CDM-625A Advanced Satellite Modem

MN-CDM625A

Appendix T

Revision 3

T–3

The authentication process, as shown here, permits use of the HTTP (Web Server) Interface for

remote M&C of the CDM-625A. This basic messaging sequence is the same for M&C access to

the CDM-625A over the Telnet user interface:

Step

Action

1

The User PC transmits the “HTTP GET” request.

2

Upon receiving the “HTTP GET” request, the CDM-625A checks whether the user has been authenticated. If

not, the CDM-625A returns “HTTP 401 Unauthorized” message to the User PC.

3

The User PC transmits the login credentials to the CDM-625A using the “HTTP GET” message.

4

The CDM-625A receives the login credentials and performs the following steps:

A. It validates the login credentials against the locally stored Admin credentials. If the credentials match,

the modem allows Read/Write access (including Admin configuration pages); it does not grant

RADIUS access.

B. If there is no match for the system user credentials, then the modem transmits the RADIUS: Access-

Request message to the Primary RADIUS Server.

C. If the Primary RADIUS Server is not available, then the modem transmits the RADIUS: Access-

Request message to the Secondary RADIUS Server.

D. If the Secondary RADIUS Server is not available, then the modem transmits the HTTP: Access

Denied message (error page) to the User PC.

5

The RADIUS Server, upon receiving the RADIUS:Access-Req message, authenticates the user credentials

and does one of the following:

A. It transmits the RADIUS: Access-Accept message with the appropriate user access level – e.g.,

Read-only or Read/Write.

B. It transmits the RADIUS:Access-Reject message upon credential mismatch.
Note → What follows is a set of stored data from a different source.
//! Per-instrument scan record.

use chrono::NaiveDate;
use serde::Serialize;

use super::classify::{CandidateStatus, EntryLevels};
use super::filter::{EarlyBird, FilterCheck};
use super::guard::GuardOutcome;
use crate::domain::{DataIssue, Sleeve};
use crate::risk::{FastFollower, GateResult, HeatBlock, PyramidCheck};
use crate::scoring::DualScore;
use crate::sizing::SizingResult;

/// Furthest pipeline stage a candidate cleared.
#[derive(Debug, Clone, Copy, PartialEq, Eq, Hash, PartialOrd, Ord, Serialize)]
#[serde(rename_all = "SCREAMING_SNAKE_CASE")]
pub enum ScanStage {
    Universe,
    Filtered,
    Classified,
    Ranked,
    RiskGated,
    GuardChecked,
    Sized,
}

/// Why an otherwise actionable candidate was not gated.
#[derive(Debug, Clone, PartialEq, Serialize)]
#[serde(tag = "type", rename_all = "SCREAMING_SNAKE_CASE")]
pub enum CandidateBlock {
    AlreadyHeld,
    Whipsaw { until: NaiveDate },
    ReentryCooldown { until: NaiveDate },
    /// Another instrument on the same underlying was preferred.
    DuplicateUnderlying { kept: String },
    /// Crowded cluster and the rank falls short of the premium.
    HeatCheck(HeatBlock),
    SizingRejected { reason: String },
}

#[derive(Debug, Clone, Copy, PartialEq, Eq, Serialize)]
#[serde(rename_all = "SCREAMING_SNAKE_CASE")]
pub enum EntrySource {
    Breakout,
    Pullback,
    /// Re-entry after a stop-out, at the reclaimed high.
    FastFollower,
}

#[derive(Debug, Clone, Copy, PartialEq, Serialize)]
pub struct EntryPlan {
    pub entry: f64,
    pub stop: f64,
    pub source: EntrySource,
}

#[derive(Debug, Clone, PartialEq, Serialize)]
pub struct Candidate {
    pub symbol: String,
    pub sleeve: Sleeve,
    pub stage: ScanStage,
    pub filters: Vec<FilterCheck>,
    pub status: Option<CandidateStatus>,
    pub levels: Option<EntryLevels>,
    /// Set once the candidate is actionable (READY, or a triggered pullback).
    pub entry: Option<EntryPlan>,
    pub rank_score: Option<f64>,
    pub score: Option<DualScore>,
    pub block: Option<CandidateBlock>,
    /// Add-on eligibility when the symbol is already held.
    pub pyramid: Option<PyramidCheck>,
    pub gates: Vec<GateResult>,
    pub guard: Option<GuardOutcome>,
    pub sizing: Option<SizingResult>,
    pub data_issues: Vec<DataIssue>,
    /// Set when the trend filters were waived for an early-bird setup.
    pub early_bird: Option<EarlyBird>,
    pub fast_follower: Option<FastFollower>,
    /// Among the top relative-strength names in a bullish market.
    pub priority_entry: bool,
}

impl Candidate {
    pub(crate) fn new(symbol: String, sleeve: Sleeve) -> Self {
        Self {
            symbol,
            sleeve,
            stage: ScanStage::Universe,
            filters: Vec::new(),
            status: None,
            levels: None,
            entry: None,
            rank_score: None,
            score: None,
            block: None,
            pyramid: None,
            gates: Vec::new(),
            guard: None,
            sizing: None,
            data_issues: Vec::new(),
            early_bird: None,
            fast_follower: None,
            priority_entry: false,
        }
    }

    pub fn passed_filters(&self) -> bool {
        self.stage >= ScanStage::Filtered
    }

    /// Sized with a non-zero share count.
    pub fn is_tradeable(&self) -> bool {
        self.stage == ScanStage::Sized
    }
}
//! Simple and exponential moving averages over a value series.
//!
//! SMA: rolling mean, first value at index period-1, NaN if the window holds NaN.
//! EMA: alpha = 2/(period+1), seeded with the SMA of the first `period` values;
//! NaN in the seed window yields an all-NaN series, NaN after it ends the series.

pub fn sma(values: &[f64], period: usize) -> Vec<f64> {
    let n = values.len();
    let mut result = vec![f64::NAN; n];
    if period == 0 || n < period {
        return result;
    }

    for i in (period - 1)..n {
        let window = &values[i + 1 - period..=i];
        if window.iter().all(|v| v.is_finite()) {
            result[i] = window.iter().sum::<f64>() / period as f64;
        }
    }
    result
}

pub fn ema(values: &[f64], period: usize) -> Vec<f64> {
    let n = values.len();
    let mut result = vec![f64::NAN; n];
    if period == 0 || n < period {
        return result;
    }

    let seed_window = &values[..period];
    if seed_window.iter().any(|v| !v.is_finite()) {
        return result;
    }
    let mut prev = seed_window.iter().sum::<f64>() / period as f64;
    result[period - 1] = prev;

    let alpha = 2.0 / (period as f64 + 1.0);
    for i in period..n {
        if !values[i].is_finite() {
            return result;
        }
        prev = alpha * values[i] + (1.0 - alpha) * prev;
        result[i] = prev;
    }
    result
}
C. It transmits the RADIUS: Access-Challenge for further validation.

6

The CDM-625A, upon receiving one of the above responses from the RADIUS server, then does one of the

following:

A. Upon receiving the RADIUS:Access-Accept message, it transmits the “HTTP 201 OK” message to

the User PC.

B. Upon receiving the RADIUS: Accept-Reject message, it transmits the “Access Denied” message to

the User PC.

C. Upon receiving the RADIUS: Access-Challenge message, it transmits the “PAP/CHAP challenge

response” message to the Radius Server.

7

Upon receiving the “HTTP 201 OK” message, the user can browse the CDM-625A HTTP (Web Server)

Interface pages.

Depending on the user access rights received from the RADIUS server, the CDM-625A

allows the user Read-only or Read-Write access to the interface.